The Recording API¶
Recordings in ARI are divided into two main categories: live and stored. Live recordings are those that are currently being recorded on a channel or bridge, and stored recordings are recordings that have been completed and saved to the file system. The API for the /recordings resource can be found here.
Live recordings can be manipulated as they are being made, with options to manipulate the flow of audio such as muting, pausing, stopping, or canceling the recording. Stored recordings are simply files on the file system on which Asterisk is installed. The location of stored recordings is in the /recording subdirectory of the configured astspooldir in asterisk.conf.

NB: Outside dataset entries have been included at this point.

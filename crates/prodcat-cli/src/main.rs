//! `prodcat` — terminal table view over products, categories and users.
//!
//! # Usage
//!
//! ```text
//! prodcat                                   # bundled sample data
//! prodcat --data-dir ./data --log-file prodcat.log
//! prodcat --print --owner anna --query a    # JSON to stdout, no TUI
//! ```

mod app;
mod ui;

use std::{
  fs::OpenOptions,
  io::{self, Write},
  path::{Path, PathBuf},
  sync::Mutex,
  time::Duration,
};

use anyhow::{Context, Result, bail};
use app::App;
use clap::Parser;
use crossterm::{
  event::{self, Event},
  execute,
  terminal::{EnterAlternateScreen, LeaveAlternateScreen, disable_raw_mode, enable_raw_mode},
};
use prodcat_core::{Catalog, FilterState, Tables};
use ratatui::{Terminal, backend::CrosstermBackend};
use serde::Deserialize;
use tracing::level_filters::LevelFilter;
use tracing_subscriber::EnvFilter;

// ─── CLI args ─────────────────────────────────────────────────────────────────

#[derive(Parser, Debug)]
#[command(name = "prodcat", version, about = "Filterable product table")]
struct Args {
  /// Path to a TOML config file (data_dir, log_file).
  #[arg(short, long, value_name = "FILE")]
  config: Option<PathBuf>,

  /// Directory holding users.json, categories.json and products.json.
  #[arg(long, env = "PRODCAT_DATA_DIR", value_name = "DIR")]
  data_dir: Option<PathBuf>,

  /// Append logs to this file (the TUI owns the terminal).
  #[arg(long, env = "PRODCAT_LOG_FILE", value_name = "FILE")]
  log_file: Option<PathBuf>,

  /// Print the visible rows as JSON and exit instead of opening the TUI.
  #[arg(long)]
  print: bool,

  /// Initial owner filter: a user name, or `all`.
  #[arg(long)]
  owner: Option<String>,

  /// Initial search query.
  #[arg(long)]
  query: Option<String>,
}

// ─── Config file ──────────────────────────────────────────────────────────────

/// Shape of the optional TOML config file.
#[derive(Deserialize, Default, Debug)]
struct ConfigFile {
  #[serde(default)]
  data_dir: Option<PathBuf>,
  #[serde(default)]
  log_file: Option<PathBuf>,
}

// ─── Entry point ──────────────────────────────────────────────────────────────

fn main() -> Result<()> {
  let args = Args::parse();

  let file_cfg: ConfigFile = if let Some(path) = &args.config {
    let raw = std::fs::read_to_string(path)
      .with_context(|| format!("reading config file {}", path.display()))?;
    toml::from_str(&raw).context("parsing config file")?
  } else {
    ConfigFile::default()
  };

  // CLI flags override config file, which overrides defaults.
  let data_dir = args.data_dir.clone().or(file_cfg.data_dir);
  let log_file = args.log_file.clone().or(file_cfg.log_file);

  init_tracing(log_file.as_deref(), args.print)?;

  let tables = match &data_dir {
    Some(dir) => {
      Tables::from_dir(dir).with_context(|| format!("loading tables from {}", dir.display()))?
    }
    None => Tables::sample().context("loading bundled sample tables")?,
  };
  let catalog = Catalog::new(tables).context("joining product tables")?;
  let filters = initial_filters(&catalog, args.owner.as_deref(), args.query.as_deref())?;

  if args.print {
    return write_visible(&catalog, &filters, &mut io::stdout().lock(), &mut io::stderr().lock());
  }

  run_tui(App::new(catalog, filters))
}

/// Install a `tracing` subscriber honouring `RUST_LOG`.
///
/// Logs go to `log_file` when given. Without one, the TUI runs silent and
/// `--print` logs to stderr.
fn init_tracing(log_file: Option<&Path>, print_mode: bool) -> Result<()> {
  let filter = EnvFilter::builder()
    .with_default_directive(LevelFilter::INFO.into())
    .from_env_lossy();

  match log_file {
    Some(path) => {
      let file = OpenOptions::new()
        .create(true)
        .append(true)
        .open(path)
        .with_context(|| format!("opening log file {}", path.display()))?;
      tracing_subscriber::fmt()
        .with_env_filter(filter)
        .with_ansi(false)
        .with_writer(Mutex::new(file))
        .init();
    }
    None if print_mode => {
      tracing_subscriber::fmt()
        .with_env_filter(filter)
        .with_writer(io::stderr)
        .init();
    }
    None => {}
  }
  Ok(())
}

/// Build the starting filter state from `--owner` / `--query`.
fn initial_filters(catalog: &Catalog, owner: Option<&str>, query: Option<&str>) -> Result<FilterState> {
  let mut filters = FilterState::new();

  match owner {
    None => {}
    Some(name) if name.eq_ignore_ascii_case("all") => filters.select_all(),
    Some(name) => match catalog.user_by_name(name) {
      Some(user) => filters.select_owner(user),
      None => bail!("unknown owner {name:?}"),
    },
  }
  if let Some(query) = query {
    filters.set_query(query);
  }
  Ok(filters)
}

/// Write the rows visible under `filters` to `out` as pretty JSON.
///
/// An empty result still writes `[]`; the no-matches message goes to `err`.
fn write_visible(
  catalog: &Catalog,
  filters: &FilterState,
  out: &mut impl Write,
  err: &mut impl Write,
) -> Result<()> {
  let visible = catalog.visible(filters);
  tracing::info!(visible = visible.len(), total = catalog.products().len(), "filtered products");

  if visible.is_empty() {
    writeln!(err, "No products matching selected criteria").context("writing to stderr")?;
  }
  serde_json::to_writer_pretty(&mut *out, &visible).context("serialising products")?;
  writeln!(out).context("writing to stdout")?;
  Ok(())
}

// ─── Event loop ───────────────────────────────────────────────────────────────

fn run_tui(mut app: App) -> Result<()> {
  enable_raw_mode().context("enabling raw mode")?;
  let mut stdout = io::stdout();
  execute!(stdout, EnterAlternateScreen).context("entering alternate screen")?;
  let backend = CrosstermBackend::new(stdout);
  let mut terminal = Terminal::new(backend).context("creating terminal")?;

  let run_result = run_event_loop(&mut terminal, &mut app);

  // Restore terminal regardless of result.
  disable_raw_mode().ok();
  execute!(terminal.backend_mut(), LeaveAlternateScreen).ok();
  terminal.show_cursor().ok();

  run_result
}

fn run_event_loop(terminal: &mut Terminal<CrosstermBackend<io::Stdout>>, app: &mut App) -> Result<()> {
  loop {
    terminal.draw(|f| ui::draw(f, app)).context("drawing frame")?;

    if !event::poll(Duration::from_millis(250)).context("polling events")? {
      continue;
    }
    match event::read().context("reading event")? {
      Event::Key(key) => {
        if !app.handle_key(key) {
          break;
        }
      }
      Event::Resize(_, _) => {
        // Terminal will redraw on next iteration.
      }
      _ => {}
    }
  }

  tracing::info!("exiting");
  Ok(())
}

#[cfg(test)]
mod tests {
  use prodcat_core::{OwnerFilter, model::UserId};

  use super::*;

  fn catalog() -> Catalog { Catalog::new(Tables::sample().unwrap()).unwrap() }

  #[test]
  fn owner_flag_matches_name_case_insensitively() {
    let filters = initial_filters(&catalog(), Some("ANNA"), None).unwrap();
    assert_eq!(filters.owner(), OwnerFilter::User(UserId(2)));
  }

  #[test]
  fn owner_flag_all_and_query() {
    let filters = initial_filters(&catalog(), Some("all"), Some("mil")).unwrap();
    assert!(filters.owner().is_all());
    assert_eq!(filters.query(), "mil");
  }

  #[test]
  fn unknown_owner_flag_is_an_error() {
    let err = initial_filters(&catalog(), Some("Nobody"), None).unwrap_err();
    assert!(err.to_string().contains("Nobody"));
  }

  fn run_print(owner: Option<&str>, query: Option<&str>) -> (serde_json::Value, String) {
    let catalog = catalog();
    let filters = initial_filters(&catalog, owner, query).unwrap();
    let (mut out, mut err) = (Vec::new(), Vec::new());
    write_visible(&catalog, &filters, &mut out, &mut err).unwrap();
    (serde_json::from_slice(&out).unwrap(), String::from_utf8(err).unwrap())
  }

  #[test]
  fn print_writes_visible_rows_as_json() {
    let (json, err) = run_print(Some("anna"), Some("a"));
    let ids: Vec<u64> = json
      .as_array()
      .unwrap()
      .iter()
      .map(|row| row["id"].as_u64().unwrap())
      .collect();
    assert_eq!(ids, [2, 5, 7, 8, 9]);
    assert!(json.as_array().unwrap().iter().all(|row| row["user"]["name"] == "Anna"));
    assert!(err.is_empty());
  }

  #[test]
  fn print_signals_no_matches() {
    let (json, err) = run_print(None, Some("undefined"));
    assert_eq!(json, serde_json::json!([]));
    assert_eq!(err.trim_end(), "No products matching selected criteria");
  }

  #[test]
  fn config_file_fields_are_optional() {
    let cfg: ConfigFile = toml::from_str("data_dir = \"/srv/data\"").unwrap();
    assert_eq!(cfg.data_dir, Some(PathBuf::from("/srv/data")));
    assert!(cfg.log_file.is_none());
  }
}
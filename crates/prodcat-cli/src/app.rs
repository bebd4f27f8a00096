//! Application state machine and key dispatcher.

use crossterm::event::{KeyCode, KeyEvent, KeyModifiers};
use prodcat_core::{Catalog, EnrichedProduct, FilterState};

// ─── App ──────────────────────────────────────────────────────────────────────

/// Top-level application state.
pub struct App {
  /// Joined base data. Never changes after startup.
  pub catalog: Catalog,

  /// Current owner / query / toggled-category selection.
  pub filters: FilterState,

  /// Whether keystrokes are going into the search field.
  pub search_active: bool,

  /// Index of the highlighted category chip.
  pub category_cursor: usize,

  /// Cursor position within the *visible* product rows.
  pub row_cursor: usize,

  /// One-line status message shown in the status bar.
  pub status_msg: String,
}

impl App {
  pub fn new(catalog: Catalog, filters: FilterState) -> Self {
    Self {
      catalog,
      filters,
      search_active: false,
      category_cursor: 0,
      row_cursor: 0,
      status_msg: String::new(),
    }
  }

  /// Rows visible under the current filters, recomputed on every call.
  pub fn visible(&self) -> Vec<EnrichedProduct> { self.catalog.visible(&self.filters) }

  // ── Key handling ──────────────────────────────────────────────────────────

  /// Process a key event. Returns `true` to continue, `false` to quit.
  pub fn handle_key(&mut self, key: KeyEvent) -> bool {
    // Global: Ctrl-C quits from anywhere.
    if key.modifiers.contains(KeyModifiers::CONTROL) && key.code == KeyCode::Char('c') {
      return false;
    }

    if self.search_active {
      self.handle_search_key(key);
      return true;
    }

    self.handle_browse_key(key)
  }

  fn handle_search_key(&mut self, key: KeyEvent) {
    match key.code {
      KeyCode::Esc => {
        self.search_active = false;
        self.filters.clear_query();
      }
      KeyCode::Enter => {
        self.search_active = false;
      }
      KeyCode::Backspace => {
        let mut query = self.filters.query().to_owned();
        query.pop();
        self.filters.set_query(query);
      }
      KeyCode::Char(c) if !key.modifiers.intersects(KeyModifiers::CONTROL | KeyModifiers::ALT) => {
        let mut query = self.filters.query().to_owned();
        query.push(c);
        self.filters.set_query(query);
      }
      _ => return,
    }
    self.filters_changed();
  }

  fn handle_browse_key(&mut self, key: KeyEvent) -> bool {
    self.status_msg.clear();

    match key.code {
      // Quit
      KeyCode::Char('q') => return false,

      // Search
      KeyCode::Char('/') => self.search_active = true,
      KeyCode::Char('x') => {
        self.filters.clear_query();
        self.filters_changed();
      }

      // Owner
      KeyCode::Char('a') => {
        self.filters.select_all();
        self.filters_changed();
      }
      KeyCode::Char(c @ '1'..='9') => self.select_nth_owner(c as usize - '1' as usize),

      // Category chips
      KeyCode::Left | KeyCode::Char('h') => {
        self.category_cursor = self.category_cursor.saturating_sub(1);
      }
      KeyCode::Right | KeyCode::Char('l') => {
        if self.category_cursor + 1 < self.catalog.categories().len() {
          self.category_cursor += 1;
        }
      }
      KeyCode::Char(' ') => {
        if let Some(category) = self.catalog.categories().get(self.category_cursor) {
          let title = category.title.clone();
          self.filters.toggle_category(&title);
          tracing::debug!(category = %title, "toggled category");
        }
      }

      // Reset
      KeyCode::Char('r') => {
        self.filters.reset();
        self.filters_changed();
        self.status_msg = "Filters reset".into();
      }

      // Row navigation
      KeyCode::Down | KeyCode::Char('j') => {
        let len = self.visible().len();
        if len > 0 && self.row_cursor + 1 < len {
          self.row_cursor += 1;
        }
      }
      KeyCode::Up | KeyCode::Char('k') => {
        self.row_cursor = self.row_cursor.saturating_sub(1);
      }

      _ => {}
    }
    true
  }

  fn select_nth_owner(&mut self, index: usize) {
    match self.catalog.users().get(index).cloned() {
      Some(user) => {
        self.filters.select_owner(&user);
        self.filters_changed();
      }
      None => self.status_msg = format!("No user #{}", index + 1),
    }
  }

  fn filters_changed(&mut self) {
    self.row_cursor = 0;
    tracing::debug!(
      owner = ?self.filters.owner(),
      query = self.filters.query(),
      "filters changed"
    );
  }
}
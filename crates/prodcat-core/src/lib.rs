//! Core types for the prodcat product table.
//!
//! The three base tables (users, categories, products) are joined once into
//! [`join::EnrichedProduct`] rows. A [`filter::FilterState`] then selects the
//! visible subset. Nothing here touches a terminal or the filesystem except
//! [`tables::Tables::from_dir`].

pub mod catalog;
pub mod error;
pub mod filter;
pub mod join;
pub mod model;
pub mod tables;

pub use catalog::Catalog;
pub use error::{Error, Result};
pub use filter::{FilterState, OwnerFilter, SortColumn};
pub use join::{EnrichedProduct, enrich};
pub use tables::Tables;
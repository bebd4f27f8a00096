//! Filter state and the filter pipeline.
//!
//! The pipeline is a pure function of the enriched rows and a
//! [`FilterState`]. It runs from scratch on every state change.

use std::collections::BTreeSet;

use strum::{Display, EnumIter};

use crate::{
  join::EnrichedProduct,
  model::{User, UserId},
};

// ─── Owner selection ─────────────────────────────────────────────────────────

/// Which owner's categories are visible.
#[derive(Debug, Clone, Copy, Default, PartialEq, Eq)]
pub enum OwnerFilter {
  /// No owner restriction.
  #[default]
  All,
  User(UserId),
}

impl OwnerFilter {
  pub fn is_all(&self) -> bool { matches!(self, Self::All) }

  /// Whether `user` is the selected owner.
  pub fn is_user(&self, user: &User) -> bool { *self == Self::User(user.id) }
}

// ─── Table columns ───────────────────────────────────────────────────────────

/// Table header columns. Each carries a sort affordance in the UI, but no
/// ordering is ever applied to the rows.
#[derive(Debug, Clone, Copy, PartialEq, Eq, Display, EnumIter)]
pub enum SortColumn {
  #[strum(serialize = "ID")]
  Id,
  Product,
  Category,
  User,
}

// ─── State ───────────────────────────────────────────────────────────────────

/// User-controlled filter inputs.
///
/// `Default` is the reset state: all owners, empty query, nothing toggled.
#[derive(Debug, Clone, Default, PartialEq, Eq)]
pub struct FilterState {
  owner:   OwnerFilter,
  query:   String,
  /// Category titles the user has toggled on. Tracked for display only; the
  /// pipeline never reads it.
  toggled: BTreeSet<String>,
}

impl FilterState {
  pub fn new() -> Self { Self::default() }

  pub fn owner(&self) -> OwnerFilter { self.owner }

  pub fn query(&self) -> &str { &self.query }

  pub fn toggled_categories(&self) -> &BTreeSet<String> { &self.toggled }

  pub fn is_toggled(&self, title: &str) -> bool { self.toggled.contains(title) }

  pub fn select_owner(&mut self, user: &User) { self.owner = OwnerFilter::User(user.id); }

  pub fn select_all(&mut self) { self.owner = OwnerFilter::All; }

  pub fn set_query(&mut self, query: impl Into<String>) { self.query = query.into(); }

  pub fn clear_query(&mut self) { self.query.clear(); }

  /// Add `title` to the toggled set, or remove it if already present.
  pub fn toggle_category(&mut self, title: &str) {
    if !self.toggled.remove(title) {
      self.toggled.insert(title.to_owned());
    }
  }

  /// Restore owner, query and toggled categories to their initial values.
  pub fn reset(&mut self) {
    tracing::debug!("resetting all filters");
    *self = Self::default();
  }

  pub fn is_default(&self) -> bool { *self == Self::default() }
}

// ─── Pipeline ────────────────────────────────────────────────────────────────

/// Return the rows of `products` visible under `state`, in input order.
///
/// Text filter first (case-insensitive substring on the product name, skipped
/// for an empty query), then the owner filter (category owner must equal the
/// selected user). `products` itself is never modified.
pub fn filter(products: &[EnrichedProduct], state: &FilterState) -> Vec<EnrichedProduct> {
  let mut prepared = products.to_vec();

  if !state.query.is_empty() {
    let needle = state.query.to_lowercase();
    prepared.retain(|p| p.product.name.to_lowercase().contains(&needle));
  }

  if let OwnerFilter::User(owner_id) = state.owner {
    prepared.retain(|p| p.category.owner_id == owner_id);
  }

  prepared
}
// Copyright (c) 2025 The qml-builder Authors
//
// Licensed under the MIT License.
// See LICENSE file in the project root for full license information.
//
// SPDX-License-Identifier: MIT

//! CLI configuration loaded from TOML files.
//!
//! # TOML Format
//! ```toml
//! strict = true
//! format = "compact"
//! ```

use anyhow::Context;
use std::path::Path;

/// Output format for the `canon` command.
#[derive(Debug, Clone, Copy, PartialEq, Eq, serde::Serialize, serde::Deserialize)]
#[serde(rename_all = "lowercase")]
pub enum OutputFormat {
    /// Pretty-printed JSON (the default).
    Pretty,
    /// Single-line JSON.
    Compact,
}

/// Defaults applied to `check` and `canon` unless overridden by flags.
#[derive(Debug, Clone, serde::Serialize, serde::Deserialize)]
pub struct CliConfig {
    /// Treat advisory issues as failures in `check`.
    #[serde(default)]
    pub strict: bool,
    /// Output format for `canon`.
    #[serde(default = "default_format")]
    pub format: OutputFormat,
}

fn default_format() -> OutputFormat {
    OutputFormat::Pretty
}

impl Default for CliConfig {
    fn default() -> Self {
        Self {
            strict: false,
            format: OutputFormat::Pretty,
        }
    }
}

impl CliConfig {
    /// Loads configuration from the given path, or returns the defaults
    /// when no path is supplied.
    pub fn load(path: Option<&Path>) -> anyhow::Result<Self> {
        match path {
            None => Ok(Self::default()),
            Some(path) => {
                let content = std::fs::read_to_string(path)
                    .with_context(|| format!("cannot read config '{}'", path.display()))?;
                Self::from_toml(&content)
            }
        }
    }

    /// Parses configuration from a TOML string.
    pub fn from_toml(toml_str: &str) -> anyhow::Result<Self> {
        toml::from_str(toml_str).context("TOML parse error")
    }
}

#[cfg(test)]
mod tests {
    use super::*;

    #[test]
    fn test_defaults() {
        let cfg = CliConfig::default();
        assert!(!cfg.strict);
        assert_eq!(cfg.format, OutputFormat::Pretty);
    }

    #[test]
    fn test_from_toml() {
        let cfg = CliConfig::from_toml("strict = true\nformat = \"compact\"\n").unwrap();
        assert!(cfg.strict);
        assert_eq!(cfg.format, OutputFormat::Compact);
    }

    #[test]
    fn test_from_toml_partial() {
        let cfg = CliConfig::from_toml("strict = true\n").unwrap();
        assert!(cfg.strict);
        assert_eq!(cfg.format, OutputFormat::Pretty);
    }

    #[test]
    fn test_from_toml_invalid() {
        assert!(CliConfig::from_toml("format = \"xml\"").is_err());
    }
}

By default, this places recordings in /var/spool/asterisk/recording.
Channels can have their audio recorded using the /channels/{channelId}/record resource, and Bridges can have their audio recorded using the [/bridges/{bridgeId}/record](/Latest_API/API_Documentation/Asterisk_REST_Interface/Bridges_REST_API/#record) resource.
Voice Mail Application Skeleton¶
Our application to record voice mails will be based on the following skeleton. As we add new features, we will create new states for our state machine, and add a few extra lines to our application skeleton in order to link the states together appropriately.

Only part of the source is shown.